Work required -
Copy out each line of the entries below in which the string "ProducerId" appears.

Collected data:

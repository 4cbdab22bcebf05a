//! Producer use cases, including the cascading delete.

use std::time::Instant;

use common::{FarmId, ProducerId};
use domain::{
    DocumentType, FarmWithCrops, NewProducer, Producer, ProducerPatch, ProducerWithFarms,
    mask_document,
};
use serde::Serialize;
use storage::{DeleteResult, FarmRepository, Page, ProducerRepository, Repositories, Repository};

use crate::Result;
use crate::error::ApplicationError;

/// Counts and scope of a completed (or planned) cascade deletion.
#[derive(Debug, Clone, PartialEq, Serialize)]
#[serde(rename_all = "camelCase")]
pub struct DeletionStats {
    pub producer: u64,
    pub farms: u64,
    pub planted_crops: u64,
    pub total_entities: u64,
    pub farm_ids: Vec<FarmId>,
    pub total_farm_area: f64,
}

impl DeletionStats {
    fn from_farms(farms: &[FarmWithCrops]) -> Self {
        let planted_crops: u64 = farms.iter().map(|f| f.planted_crops.len() as u64).sum();
        Self {
            producer: 1,
            farms: farms.len() as u64,
            planted_crops,
            total_entities: 1 + farms.len() as u64 + planted_crops,
            farm_ids: farms.iter().map(|f| f.farm.id).collect(),
            total_farm_area: farms.iter().map(|f| f.farm.total_area).sum(),
        }
    }
}

/// Reply payload of a successful cascading delete.
#[derive(Debug, Clone, PartialEq, Serialize)]
#[serde(rename_all = "camelCase")]
pub struct DeleteOutcome {
    pub success: bool,
    pub message: String,
    pub deleted_entities: DeletionStats,
    /// Wall-clock duration of the whole operation in milliseconds.
    pub duration: u64,
}

/// Producer use cases over any repository provider.
#[derive(Clone)]
pub struct ProducerService<R: Repositories> {
    repos: R,
}

impl<R: Repositories> ProducerService<R> {
    pub fn new(repos: R) -> Self {
        Self { repos }
    }

    /// Creates a producer, inferring the document type from the document
    /// length when the client did not supply one.
    #[tracing::instrument(skip(self, input), fields(producer_name = %input.name))]
    pub async fn create(&self, input: NewProducer) -> Result<Producer> {
        let document_type = input
            .document_type
            .unwrap_or_else(|| DocumentType::infer(&input.document));

        tracing::debug!(
            document = %mask_document(&input.document),
            %document_type,
            "document type determined"
        );

        let producer = self
            .repos
            .producers()
            .create(NewProducer {
                document_type: Some(document_type),
                ..input
            })
            .await?;

        metrics::counter!("producers_created_total").increment(1);
        tracing::info!(
            event = "producer_created",
            producer_id = %producer.id,
            document = %mask_document(&producer.document),
            %document_type,
            "producer created"
        );

        Ok(producer)
    }

    /// Fetches a producer with its farms eagerly loaded.
    #[tracing::instrument(skip(self))]
    pub async fn get_by_id(&self, id: ProducerId) -> Result<ProducerWithFarms> {
        self.repos
            .producers()
            .find_with_farms(id)
            .await?
            .ok_or_else(|| ApplicationError::NotFound(format!("Producer with ID {id} not found")))
    }

    /// Paginated producer listing.
    pub async fn list(&self, page: u32, limit: u32) -> Result<Page<Producer>> {
        Ok(self.repos.producers().paginate(page, limit).await?)
    }

    /// Applies a partial patch and returns the updated producer.
    #[tracing::instrument(skip(self, patch))]
    pub async fn update(&self, id: ProducerId, patch: ProducerPatch) -> Result<Producer> {
        self.repos
            .producers()
            .update(id, patch)
            .await?
            .ok_or_else(|| ApplicationError::NotFound(format!("Producer with ID {id} not found")))
    }

    /// Deletes a producer together with all its farms and planted crops.
    ///
    /// The cascade runs leaf-to-root (crops, then farms, then the
    /// producer), one row at a time, without a surrounding transaction. A
    /// failure partway leaves the already-deleted dependents gone; when
    /// the final producer delete reports no affected row the operation
    /// fails with [`ApplicationError::CascadeIncomplete`].
    #[tracing::instrument(skip(self))]
    pub async fn delete(&self, id: ProducerId) -> Result<DeleteOutcome> {
        let started = Instant::now();

        let Some(tree) = self.repos.producers().find_with_farm_tree(id).await? else {
            tracing::warn!(
                event = "producer_deletion_attempt_not_found",
                severity = "low",
                producer_id = %id,
                "producer not found for deletion"
            );
            return Err(ApplicationError::NotFound(format!(
                "Producer with ID {id} not found"
            )));
        };

        // Re-read the farm set independently to pin the deletion scope.
        let farms = self.repos.farms().find_by_producer_with_crops(id).await?;
        let stats = DeletionStats::from_farms(&farms);

        tracing::info!(
            event = "producer_deletion_started",
            producer_id = %id,
            producer_name = %tree.producer.name,
            document = %mask_document(&tree.producer.document),
            farms = stats.farms,
            planted_crops = stats.planted_crops,
            "starting cascade deletion"
        );

        self.execute_cascade(id, &farms).await?;

        let duration = started.elapsed().as_millis() as u64;
        metrics::counter!("producers_deleted_total").increment(1);
        metrics::histogram!("producer_deletion_duration_ms").record(duration as f64);

        tracing::info!(
            event = "producer_deleted",
            producer_id = %id,
            producer_name = %tree.producer.name,
            entities_deleted = stats.total_entities,
            duration_ms = duration,
            "cascade deletion completed"
        );

        Ok(DeleteOutcome {
            success: true,
            message: "Producer and all related entities deleted successfully".to_string(),
            deleted_entities: stats,
            duration,
        })
    }

    /// Sequential leaf-to-root cascade; intentionally not atomic.
    async fn execute_cascade(&self, id: ProducerId, farms: &[FarmWithCrops]) -> Result<()> {
        for farm in farms {
            for crop in &farm.planted_crops {
                self.repos.planted_crops().delete(crop.id).await?;
                tracing::debug!(crop_id = %crop.id, farm_id = %farm.farm.id, "planted crop deleted");
            }
        }

        for farm in farms {
            self.repos.farms().delete(farm.farm.id).await?;
            tracing::debug!(farm_id = %farm.farm.id, "farm deleted");
        }

        let result: DeleteResult = self.repos.producers().delete(id).await?;
        if !result.success {
            return Err(ApplicationError::CascadeIncomplete);
        }
        Ok(())
    }
}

Result of the exercise -
use common::{FarmId, ProducerId};
    pub async fn get_by_id(&self, id: ProducerId) -> Result<ProducerWithFarms> {
    pub async fn update(&self, id: ProducerId, patch: ProducerPatch) -> Result<Producer> {
    pub async fn delete(&self, id: ProducerId) -> Result<DeleteOutcome> {
    async fn execute_cascade(&self, id: ProducerId, farms: &[FarmWithCrops]) -> Result<()> {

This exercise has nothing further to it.